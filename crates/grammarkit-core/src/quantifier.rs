//! Repetition quantifiers attached to rule atoms.
//!
//! The suffix forms (`*`, `+`, `?` and their lazy variants) map to fixed
//! canonical instances. Brace forms (`{m}`, `{m,}`, `{,n}`, `{m,n}`) carry an
//! explicit range.

use std::fmt;

/// How many times an atom may repeat.
///
/// `min`/`max` are only set for brace forms. `max == None` with `min` set
/// means the range is unbounded above (`{m,}`).
#[derive(Debug, Clone, Copy, PartialEq, Eq, Hash)]
pub struct Quantifier {
    pub min: Option<usize>,
    pub max: Option<usize>,
    pub optional: bool,
    pub greedy: bool,
    /// Parsed and displayed, but evaluation is always greedy-first.
    pub lazy: bool,
}

impl Quantifier {
    /// Exactly one occurrence (no suffix).
    pub const ONCE: Quantifier = Quantifier::suffix(false, false, false);
    /// `*`
    pub const ZERO_OR_MORE: Quantifier = Quantifier::suffix(true, true, false);
    /// `*?`
    pub const ZERO_OR_MORE_LAZY: Quantifier = Quantifier::suffix(true, true, true);
    /// `+`
    pub const ONE_OR_MORE: Quantifier = Quantifier::suffix(false, true, false);
    /// `+?`
    pub const ONE_OR_MORE_LAZY: Quantifier = Quantifier::suffix(false, true, true);
    /// `?`
    pub const OPTIONAL: Quantifier = Quantifier::suffix(true, false, false);
    /// `??`
    pub const OPTIONAL_LAZY: Quantifier = Quantifier::suffix(true, false, true);

    const fn suffix(optional: bool, greedy: bool, lazy: bool) -> Self {
        Self {
            min: None,
            max: None,
            optional,
            greedy,
            lazy,
        }
    }

    /// Brace range. `max` is clamped up to `min`.
    pub fn range(min: usize, max: Option<usize>, lazy: bool) -> Self {
        let max = max.map(|max| max.max(min));
        Self {
            min: Some(min),
            max,
            optional: min == 0,
            greedy: max.is_none_or(|max| max > 1),
            lazy,
        }
    }

    /// Parses quantifier text. Returns `None` for anything that is not a quantifier.
    pub fn parse(text: &str) -> Option<Self> {
        let text = text.trim();
        let quantifier = match text {
            "" => Self::ONCE,
            "*" => Self::ZERO_OR_MORE,
            "*?" => Self::ZERO_OR_MORE_LAZY,
            "+" => Self::ONE_OR_MORE,
            "+?" => Self::ONE_OR_MORE_LAZY,
            "?" => Self::OPTIONAL,
            "??" => Self::OPTIONAL_LAZY,
            _ => return Self::parse_range(text),
        };
        Some(quantifier)
    }

    fn parse_range(text: &str) -> Option<Self> {
        let (body, lazy) = match text.strip_suffix('?') {
            Some(body) => (body, true),
            None => (text, false),
        };
        let inner = body.strip_prefix('{')?.strip_suffix('}')?;

        let parse_bound = |s: &str| -> Option<Option<usize>> {
            let s = s.trim();
            if s.is_empty() {
                return Some(None);
            }
            s.parse().ok().map(Some)
        };

        match inner.split_once(',') {
            None => {
                let exact = parse_bound(inner)??;
                Some(Self::range(exact, Some(exact), lazy))
            }
            Some((lo, hi)) => {
                let lo = parse_bound(lo)?;
                let hi = parse_bound(hi)?;
                if lo.is_none() && hi.is_none() {
                    return None;
                }
                Some(Self::range(lo.unwrap_or(0), hi, lazy))
            }
        }
    }

    /// Whether a brace range was given.
    pub fn has_range(&self) -> bool {
        self.min.is_some()
    }

    /// Whether `count` repetitions satisfy this quantifier.
    pub fn matches(&self, count: usize) -> bool {
        match self.min {
            Some(min) => count >= min && self.max.is_none_or(|max| count <= max),
            None if self.optional => true,
            None => count > 0,
        }
    }

    /// Acceptance test used by the matching engine after a greedy run.
    pub fn accepts(&self, count: usize) -> bool {
        (!self.has_range() && count > 0) || self.optional || self.matches(count)
    }
}

impl Default for Quantifier {
    fn default() -> Self {
        Self::ONCE
    }
}

impl fmt::Display for Quantifier {
    fn fmt(&self, f: &mut fmt::Formatter<'_>) -> fmt::Result {
        match (self.min, self.max) {
            (Some(min), Some(max)) if min == max => write!(f, "{{{min}}}")?,
            (Some(min), Some(max)) => write!(f, "{{{min},{max}}}")?,
            (Some(min), None) => write!(f, "{{{min},}}")?,
            (None, _) => {
                let symbol = match (self.optional, self.greedy) {
                    (true, true) => "*",
                    (false, true) => "+",
                    (true, false) => "?",
                    (false, false) => return Ok(()),
                };
                f.write_str(symbol)?;
            }
        }
        if self.lazy {
            f.write_str("?")?;
        }
        Ok(())
    }
}
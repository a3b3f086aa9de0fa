//! Hierarchical match results.

use std::fmt::{self, Write as _};
use std::ops::Range;

use serde::Serialize;

use crate::stream::Token;

/// Result of matching one rule: the tokens it covered and the named
/// sub-rules it matched along the way.
#[derive(Debug, Clone, Default, PartialEq, Eq, Serialize)]
pub struct MatchChain {
    /// Producing rule; `None` for anonymous scaffolding.
    pub rule: Option<String>,
    pub tokens: Vec<Token>,
    #[serde(skip_serializing_if = "Vec::is_empty")]
    pub subchains: Vec<MatchChain>,
    pub matches: bool,
    /// Position in the parent's `subchains`.
    #[serde(skip_serializing_if = "Option::is_none")]
    pub index: Option<usize>,
    /// From the first token's start to the last token's end.
    pub span: Option<Range<usize>>,
    /// Stream units consumed: bytes when lexing, tokens when parsing.
    pub units: usize,
}

impl MatchChain {
    pub fn new(rule: impl Into<String>) -> Self {
        Self {
            rule: Some(rule.into()),
            ..Self::default()
        }
    }

    pub fn anonymous() -> Self {
        Self::default()
    }

    pub fn add_token(&mut self, token: Token) {
        self.span = Some(match self.span.take() {
            Some(span) => span.start.min(token.range.start)..span.end.max(token.range.end),
            None => token.range.clone(),
        });
        self.tokens.push(token);
    }

    pub fn add_subchain(&mut self, mut chain: MatchChain) {
        chain.index = Some(self.subchains.len());
        self.subchains.push(chain);
    }

    /// Merges an anonymous chain into this one.
    pub fn absorb(&mut self, other: MatchChain) {
        for token in other.tokens {
            self.add_token(token);
        }
        for subchain in other.subchains {
            self.add_subchain(subchain);
        }
        self.units += other.units;
    }

    pub fn absolute_match(&self) -> bool {
        self.matches && !self.tokens.is_empty()
    }

    pub fn rule_name(&self) -> &str {
        self.rule.as_deref().unwrap_or("_")
    }

    /// Indented tree of the chain, its tokens and subchains.
    pub fn dump(&self) -> String {
        let mut out = String::new();
        self.dump_into(&mut out, 0);
        out
    }

    fn dump_into(&self, out: &mut String, depth: usize) {
        let indent = "  ".repeat(depth);
        write!(out, "{indent}{}", self.rule_name()).expect("String write never fails");
        if let Some(span) = &self.span {
            write!(out, " {}..{}", span.start, span.end).expect("String write never fails");
        }
        out.push('\n');
        for token in &self.tokens {
            writeln!(out, "{indent}  {token}").expect("String write never fails");
        }
        for subchain in &self.subchains {
            subchain.dump_into(out, depth + 1);
        }
    }
}

impl fmt::Display for MatchChain {
    fn fmt(&self, f: &mut fmt::Formatter<'_>) -> fmt::Result {
        f.write_str(self.rule_name())?;
        if let Some(span) = &self.span {
            write!(f, " {}..{}", span.start, span.end)?;
        }
        let values: Vec<&str> = self.tokens.iter().map(|t| t.value.as_str()).collect();
        write!(f, " {values:?}")
    }
}
//! Shared application state for the tickmeter agent.
//!
//! Builds the request counter and the configured metrics, then hands them
//! to a [`MetricManager`]. Startup errors surface as `Result`.

use std::sync::Arc;

use tickmeter_core::error::Result;
use tickmeter_core::{CpuMetric, DateMetric, Metric, RequestCounter, RequestRateMetric};

use crate::config::{AgentConfig, MetricConfig, MetricKind};
use crate::manager::MetricManager;

#[derive(Clone)]
pub struct AppState {
    inner: Arc<AppStateInner>,
}

struct AppStateInner {
    cfg: AgentConfig,
    counter: Arc<RequestCounter>,
    manager: MetricManager,
}

impl AppState {
    pub fn new(cfg: AgentConfig) -> Result<Self> {
        // configs built in code skip load_from_str
        cfg.validate()?;

        let counter = Arc::new(RequestCounter::new());
        let metrics = cfg
            .metrics
            .iter()
            .map(|m| build_metric(m, &counter))
            .collect();
        let manager = MetricManager::with_tick(metrics, cfg.sampler.tick());

        Ok(Self {
            inner: Arc::new(AppStateInner {
                cfg,
                counter,
                manager,
            }),
        })
    }

    pub fn cfg(&self) -> &AgentConfig {
        &self.inner.cfg
    }

    /// Counter drained by the request-rate metric. Hand this to whatever
    /// originates requests.
    pub fn counter(&self) -> Arc<RequestCounter> {
        Arc::clone(&self.inner.counter)
    }

    pub fn manager(&self) -> &MetricManager {
        &self.inner.manager
    }

    /// Start the manager loops with the configured output settings.
    pub fn start(&self) -> Result<()> {
        let out = &self.cfg().output;
        self.manager().run(&out.path, out.write_interval())
    }
}

pub fn build_metric(cfg: &MetricConfig, counter: &Arc<RequestCounter>) -> Arc<dyn Metric> {
    let label = cfg.label.as_str();
    let interval = cfg.interval();
    match cfg.kind {
        MetricKind::Date => Arc::new(DateMetric::new(label, interval)),
        MetricKind::Cpu => match &cfg.stat_path {
            Some(path) => Arc::new(CpuMetric::with_stat_path(label, interval, path)),
            None => Arc::new(CpuMetric::new(label, interval)),
        },
        MetricKind::RequestRate => {
            Arc::new(RequestRateMetric::new(label, interval, Arc::clone(counter)))
        }
    }
}
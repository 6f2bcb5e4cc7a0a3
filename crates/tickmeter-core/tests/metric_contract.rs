//! Update gating and rendering shared by every metric kind.

#![allow(clippy::unwrap_used)]
#![allow(clippy::expect_used)]
#![allow(clippy::panic)]

use std::sync::atomic::{AtomicUsize, Ordering};
use std::sync::Arc;
use std::thread;
use std::time::Duration;

use tickmeter_core::{
    CpuMetric, DateMetric, Metric, MetricState, RequestCounter, RequestRateMetric,
};

/// Counts how many times `update` actually ran.
struct Probe {
    state: MetricState,
    updates: AtomicUsize,
}

impl Probe {
    fn new(interval: Duration) -> Self {
        Self {
            state: MetricState::new("Probe:", interval),
            updates: AtomicUsize::new(0),
        }
    }
}

impl Metric for Probe {
    fn state(&self) -> &MetricState {
        &self.state
    }

    fn update(&self) {
        let n = self.updates.fetch_add(1, Ordering::SeqCst) + 1;
        self.state.set_value(n.to_string());
    }
}

#[test]
fn collect_is_empty_until_first_update() {
    let counter = Arc::new(RequestCounter::new());
    let metrics: Vec<Box<dyn Metric>> = vec![
        Box::new(DateMetric::new("Date:", Duration::from_secs(1))),
        Box::new(CpuMetric::new("CPU:", Duration::from_secs(1))),
        Box::new(RequestRateMetric::new("PRS:", Duration::from_secs(1), counter)),
    ];

    for m in &metrics {
        assert_eq!(m.collect(), "", "label={}", m.label());
        m.update();
        let out = m.collect();
        let prefix = format!("{} ", m.label());
        assert!(out.starts_with(&prefix), "label={} out={out}", m.label());
        assert!(out.len() > prefix.len(), "label={} out={out}", m.label());
    }
}

#[test]
fn date_metric_renders_timestamp_shape() {
    let m = DateMetric::new("Date:", Duration::from_secs(1));
    m.update();
    let value = m.state().value();

    // YYYY-MM-DD HH:MM:SS
    assert_eq!(value.len(), 19, "value={value}");
    let bytes = value.as_bytes();
    assert_eq!(bytes[4], b'-');
    assert_eq!(bytes[7], b'-');
    assert_eq!(bytes[10], b' ');
    assert_eq!(bytes[13], b':');
    assert_eq!(bytes[16], b':');
}

#[test]
fn try_update_respects_interval() {
    let m = Probe::new(Duration::from_millis(200));

    assert!(m.try_update());
    assert_eq!(m.updates.load(Ordering::SeqCst), 1);

    assert!(!m.try_update());
    assert!(!m.try_update());
    assert_eq!(m.updates.load(Ordering::SeqCst), 1);

    thread::sleep(Duration::from_millis(250));
    assert!(m.try_update());
    assert_eq!(m.updates.load(Ordering::SeqCst), 2);
    assert_eq!(m.collect(), "Probe: 2");
}

#[test]
fn default_interval_is_one_second() {
    let m = DateMetric::new("Date:", tickmeter_core::DEFAULT_INTERVAL);
    assert_eq!(m.interval(), Duration::from_secs(1));
}

#[test]
fn collect_never_sees_partial_values() {
    let m = Arc::new(Probe::new(Duration::ZERO));
    let reader = {
        let m = Arc::clone(&m);
        thread::spawn(move || {
            for _ in 0..2_000 {
                let out = m.collect();
                if out.is_empty() {
                    continue;
                }
                let value = out.strip_prefix("Probe: ").expect("label prefix");
                value.parse::<usize>().expect("whole number");
            }
        })
    };

    for _ in 0..2_000 {
        m.try_update();
    }
    reader.join().unwrap();
}
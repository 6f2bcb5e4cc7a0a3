//! Agent config loader (strict parsing).

pub mod schema;

use std::fs;
use std::io::ErrorKind;

use tickmeter_core::error::{Result, TickError};

pub use schema::{AgentConfig, MetricConfig, MetricKind, OutputSection, SamplerSection};

pub fn load_from_file(path: &str) -> Result<AgentConfig> {
    let s = fs::read_to_string(path)
        .map_err(|e| TickError::Io(format!("read config failed ({path}): {e}")))?;
    load_from_str(&s)
}

/// Like [`load_from_file`], but a missing file yields the built-in defaults.
pub fn load_from_file_or_default(path: &str) -> Result<AgentConfig> {
    match fs::read_to_string(path) {
        Ok(s) => load_from_str(&s),
        Err(e) if e.kind() == ErrorKind::NotFound => {
            tracing::info!(path, "config file not found, using defaults");
            Ok(AgentConfig::default())
        }
        Err(e) => Err(TickError::Io(format!("read config failed ({path}): {e}"))),
    }
}

pub fn load_from_str(s: &str) -> Result<AgentConfig> {
    let cfg: AgentConfig = serde_yaml::from_str(s)
        .map_err(|e| TickError::BadConfig(format!("invalid yaml: {e}")))?;
    cfg.validate()?;
    Ok(cfg)
}
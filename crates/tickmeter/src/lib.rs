//! Top-level facade crate for tickmeter.
//!
//! Re-exports the core metric types and the agent library so users can depend on a single crate.

pub mod core {
    pub use tickmeter_core::*;
}

pub mod agent {
    pub use tickmeter_agent::*;
}
use std::time::Duration;

use crate::metric::{Metric, MetricState};

const DATE_FORMAT: &str = "%Y-%m-%d %H:%M:%S";

/// Local wall-clock time, `YYYY-MM-DD HH:MM:SS`.
#[derive(Debug)]
pub struct DateMetric {
    state: MetricState,
}

impl DateMetric {
    pub fn new(label: impl Into<String>, interval: Duration) -> Self {
        Self {
            state: MetricState::new(label, interval),
        }
    }
}

impl Metric for DateMetric {
    fn state(&self) -> &MetricState {
        &self.state
    }

    fn update(&self) {
        let now = chrono::Local::now();
        self.state.set_value(now.format(DATE_FORMAT).to_string());
    }
}
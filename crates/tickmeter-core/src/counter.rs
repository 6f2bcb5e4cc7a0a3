//! Lock-free request counter.
//!
//! Producers call [`RequestCounter::increment`] from any thread; the single
//! consumer ([`crate::RequestRateMetric`]) drains it once per interval. The
//! counter is an explicit object shared through `Arc`, not a process global,
//! so every test gets its own.

use std::sync::atomic::{AtomicU64, Ordering};

#[derive(Debug, Default)]
pub struct RequestCounter {
    count: AtomicU64,
}

impl RequestCounter {
    pub fn new() -> Self {
        Self::default()
    }

    /// Count one request. Never blocks.
    pub fn increment(&self) {
        self.count.fetch_add(1, Ordering::Relaxed);
    }

    /// Atomically read and reset to zero.
    ///
    /// Increments racing with the swap land either in this drain or the
    /// next one, never both and never neither.
    pub fn drain(&self) -> u64 {
        self.count.swap(0, Ordering::Relaxed)
    }

    /// Requests counted since the last drain.
    pub fn current(&self) -> u64 {
        self.count.load(Ordering::Relaxed)
    }
}
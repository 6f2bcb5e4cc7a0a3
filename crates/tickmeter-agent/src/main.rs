//! tickmeter agent
//!
//! - Samples date, CPU, and request-rate metrics on a fixed tick
//! - Appends one aggregated line per write interval to the output file
//! - Optionally echoes the line to stdout and simulates request traffic
//! - Ctrl-C stops both loops cleanly

use tokio::sync::watch;
use tokio::task::JoinHandle;
use tracing_subscriber::{fmt, EnvFilter};

use tickmeter_agent::{app_state::AppState, config, shutdown, simulate};
use tickmeter_core::error::{Result, TickError};

const DEFAULT_CONFIG_PATH: &str = "tickmeter.yaml";

#[tokio::main]
async fn main() -> Result<()> {
    fmt().with_env_filter(EnvFilter::from_default_env()).init();

    // An explicit path must exist; the default one may be absent.
    let cfg = match std::env::args().nth(1) {
        Some(path) => config::load_from_file(&path)?,
        None => config::load_from_file_or_default(DEFAULT_CONFIG_PATH)?,
    };

    let state = AppState::new(cfg)?;
    state.start()?;

    let (stop_tx, stop_rx) = watch::channel(false);
    let mut helpers = Vec::new();
    if state.cfg().simulate_requests {
        helpers.push(simulate::spawn_traffic(state.counter(), stop_rx.clone()));
    }
    if state.cfg().output.console {
        helpers.push(spawn_console(state.clone(), stop_rx));
    }

    tokio::signal::ctrl_c()
        .await
        .map_err(|e| TickError::Internal(format!("ctrl-c handler failed: {e}")))?;
    tracing::info!("shutdown requested");

    let _ = stop_tx.send(true);
    for h in helpers {
        let _ = h.await;
    }
    state.manager().stop().await;
    Ok(())
}

fn spawn_console(state: AppState, mut stop: watch::Receiver<bool>) -> JoinHandle<()> {
    tokio::spawn(async move {
        let every = state.cfg().output.console_interval();
        loop {
            tokio::select! {
                biased;
                _ = shutdown::requested(&mut stop) => break,
                _ = tokio::time::sleep(every) => {}
            }
            // collect() already ends with a newline
            print!("{}", state.manager().collect());
        }
    })
}
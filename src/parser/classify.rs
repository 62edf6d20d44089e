//! Declaration classifier: decides what a chunk documents.
//!
//! Rules are tried in a fixed order and the first match wins:
//!
//! 1. the peek line declares a function and the chunk carries no tags, or
//!    carries `@param`/`@return`
//! 2. the chunk contains `@class`
//! 3. the chunk contains `@alias`
//! 4. anything else is ignored (`@type` variable annotations, plain prose)

use super::chunk_tags;
use regex::Regex;
use std::sync::LazyLock;

// `M.name = ...` assignment into the module table
static RE_MODULE_ASSIGN: LazyLock<Regex> =
    LazyLock::new(|| Regex::new(r"^M\.(\w+)\s*=").unwrap());

// `function Qualified.Name(` statement, capitalized
static RE_FUNCTION_STMT: LazyLock<Regex> =
    LazyLock::new(|| Regex::new(r"^function ([A-Z][A-Za-z0-9_:.]*)\s*\(").unwrap());

/// What a chunk documents.
#[derive(Debug, Clone, PartialEq, Eq)]
pub enum Declaration {
    Function { name: String },
    Class,
    Alias,
    Ignored,
}

/// Classify a chunk given the line that follows it (None at end of file).
pub fn classify(chunk: &[String], peek: Option<&str>) -> Declaration {
    let tags: Vec<&str> = chunk_tags(chunk).collect();
    let has = |tag: &str| tags.iter().any(|t| *t == tag);

    if let Some(name) = peek.and_then(function_name) {
        if tags.is_empty() || has("@param") || has("@return") {
            return Declaration::Function { name };
        }
    }
    if has("@class") {
        return Declaration::Class;
    }
    if has("@alias") {
        return Declaration::Alias;
    }
    Declaration::Ignored
}

/// Name declared by a function line, if it is one.
pub fn function_name(line: &str) -> Option<String> {
    if let Some(caps) = RE_MODULE_ASSIGN.captures(line) {
        return Some(caps[1].to_string());
    }
    RE_FUNCTION_STMT
        .captures(line)
        .map(|caps| caps[1].to_string())
}

#[cfg(test)]
mod tests {
    use super::*;

    fn chunk(lines: &[&str]) -> Vec<String> {
        lines.iter().map(|l| l.to_string()).collect()
    }

    #[test]
    fn function_forms() {
        assert_eq!(function_name("M.setup = function(opts)").as_deref(), Some("setup"));
        assert_eq!(function_name("M.run=function()").as_deref(), Some("run"));
        assert_eq!(function_name("function M.myfunc()").as_deref(), Some("M.myfunc"));
        assert_eq!(function_name("function Foo:bar (x)").as_deref(), Some("Foo:bar"));
        assert_eq!(function_name("function lower.case()"), None);
        assert_eq!(function_name("local function helper()"), None);
        assert_eq!(function_name("  M.indented = 1"), None);
    }

    #[test]
    fn untagged_chunk_before_function_is_a_function() {
        let decl = classify(&chunk(&["---Just a summary"]), Some("function M.f()"));
        assert_eq!(decl, Declaration::Function { name: "M.f".into() });
    }

    #[test]
    fn param_or_return_makes_a_function() {
        let c = chunk(&["---@private", "---@return string"]);
        assert_eq!(
            classify(&c, Some("M.get = function()")),
            Declaration::Function { name: "get".into() }
        );
    }

    #[test]
    fn type_annotation_is_ignored() {
        let c = chunk(&["---@type integer"]);
        assert_eq!(classify(&c, Some("M.count = 0")), Declaration::Ignored);
    }

    #[test]
    fn class_and_alias() {
        let class = chunk(&["---@class a.B", "---@field x string"]);
        assert_eq!(classify(&class, Some("local B = {}")), Declaration::Class);
        assert_eq!(classify(&class, None), Declaration::Class);

        let alias = chunk(&["---@alias a.Kind", "---| 'x'"]);
        assert_eq!(classify(&alias, None), Declaration::Alias);
    }

    #[test]
    fn class_chunk_before_function_with_no_params_is_a_class() {
        let c = chunk(&["---@class a.B", "---@field x string"]);
        assert_eq!(classify(&c, Some("function M.new()")), Declaration::Class);
    }

    #[test]
    fn prose_before_plain_code_is_ignored() {
        let c = chunk(&["---Some notes"]);
        assert_eq!(classify(&c, Some("local x = 1")), Declaration::Ignored);
        assert_eq!(classify(&c, None), Declaration::Ignored);
    }
}
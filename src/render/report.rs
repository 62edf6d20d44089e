//! Plain-text report: one summary per file plus every parse error in
//! `path:line: message` form.

use crate::model::Func;
use crate::render::Renderer;
use crate::symbols::SymbolTable;
use anyhow::Result;

pub struct ReportRenderer {
    pub show_private: bool,
}

impl Renderer for ReportRenderer {
    fn render(&self, symbols: &SymbolTable) -> Result<String> {
        let mut output = String::new();
        let mut totals = [0usize; 3];

        for (path, file) in symbols.files() {
            let functions: Vec<&Func> = file
                .functions
                .iter()
                .filter(|f| self.show_private || !f.private)
                .collect();

            output.push_str(&format!(
                "{}: {} functions, {} classes, {} aliases\n",
                path,
                functions.len(),
                file.classes.len(),
                file.aliases.len()
            ));
            for func in &functions {
                output.push_str(&format!("  {}\n", signature(func)));
            }
            for class in &file.classes {
                let mut line = format!("  class {}", class.name);
                if let Some(parent) = &class.parent {
                    line.push_str(&format!(" : {}", parent));
                }
                line.push_str(&format!(" ({} fields)", class.fields.len()));
                if class.opaque {
                    line.push_str(" [opaque]");
                }
                output.push_str(&line);
                output.push('\n');
            }
            for alias in &file.aliases {
                let values: Vec<String> =
                    alias.values.iter().map(|v| format!("'{}'", v.value)).collect();
                output.push_str(&format!("  alias {} = {}\n", alias.name, values.join(" | ")));
            }

            totals[0] += functions.len();
            totals[1] += file.classes.len();
            totals[2] += file.aliases.len();
        }

        let errors: Vec<_> = symbols.errors().collect();
        if !errors.is_empty() {
            output.push('\n');
            for (path, err) in &errors {
                output.push_str(&format!("{}:{}: {}\n", path, err.line, err.message));
            }
        }

        output.push_str(&format!(
            "\n{} files, {} functions, {} classes, {} aliases, {} errors\n",
            symbols.files().count(),
            totals[0],
            totals[1],
            totals[2],
            errors.len()
        ));
        Ok(output)
    }
}

/// `name(a: T, b?: U) -> R` with `[private]`/`[deprecated]` marks.
fn signature(func: &Func) -> String {
    let params: Vec<String> = func
        .params
        .iter()
        .map(|p| format!("{}: {}", p.name, p.ty))
        .collect();
    let mut sig = format!("{}({})", func.name, params.join(", "));
    if !func.returns.is_empty() {
        let returns: Vec<String> = func.returns.iter().map(|r| r.ty.to_string()).collect();
        sig.push_str(&format!(" -> {}", returns.join(", ")));
    }
    if func.private {
        sig.push_str(" [private]");
    }
    if func.deprecated {
        sig.push_str(" [deprecated]");
    }
    sig
}
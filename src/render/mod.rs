//! Renderer module: trait-based format dispatch.

pub mod json;
pub mod report;

use crate::symbols::SymbolTable;
use anyhow::{anyhow, Result};

/// Trait for rendering a scanned project into a specific output format.
pub trait Renderer {
    fn render(&self, symbols: &SymbolTable) -> Result<String>;
}

/// Create a renderer for the given format name.
pub fn create_renderer(format: &str, show_private: bool) -> Result<Box<dyn Renderer>> {
    match format {
        "report" | "text" => Ok(Box::new(report::ReportRenderer { show_private })),
        "json" => Ok(Box::new(json::JsonRenderer { show_private })),
        _ => Err(anyhow!("unknown format: {}. Use report or json", format)),
    }
}

#[cfg(test)]
mod tests {
    use super::*;

    #[test]
    fn known_formats() {
        assert!(create_renderer("report", false).is_ok());
        assert!(create_renderer("text", false).is_ok());
        assert!(create_renderer("json", true).is_ok());
    }

    #[test]
    fn unknown_format() {
        let err = create_renderer("markdown", false).err().unwrap();
        assert!(err.to_string().contains("unknown format: markdown"));
    }
}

----------------

Gather each line in the data that holds the string "units".

• _OUTPUT BELOW_:
    /// Stream units consumed: bytes when lexing, tokens when parsing.
    pub units: usize,
        self.units += other.units;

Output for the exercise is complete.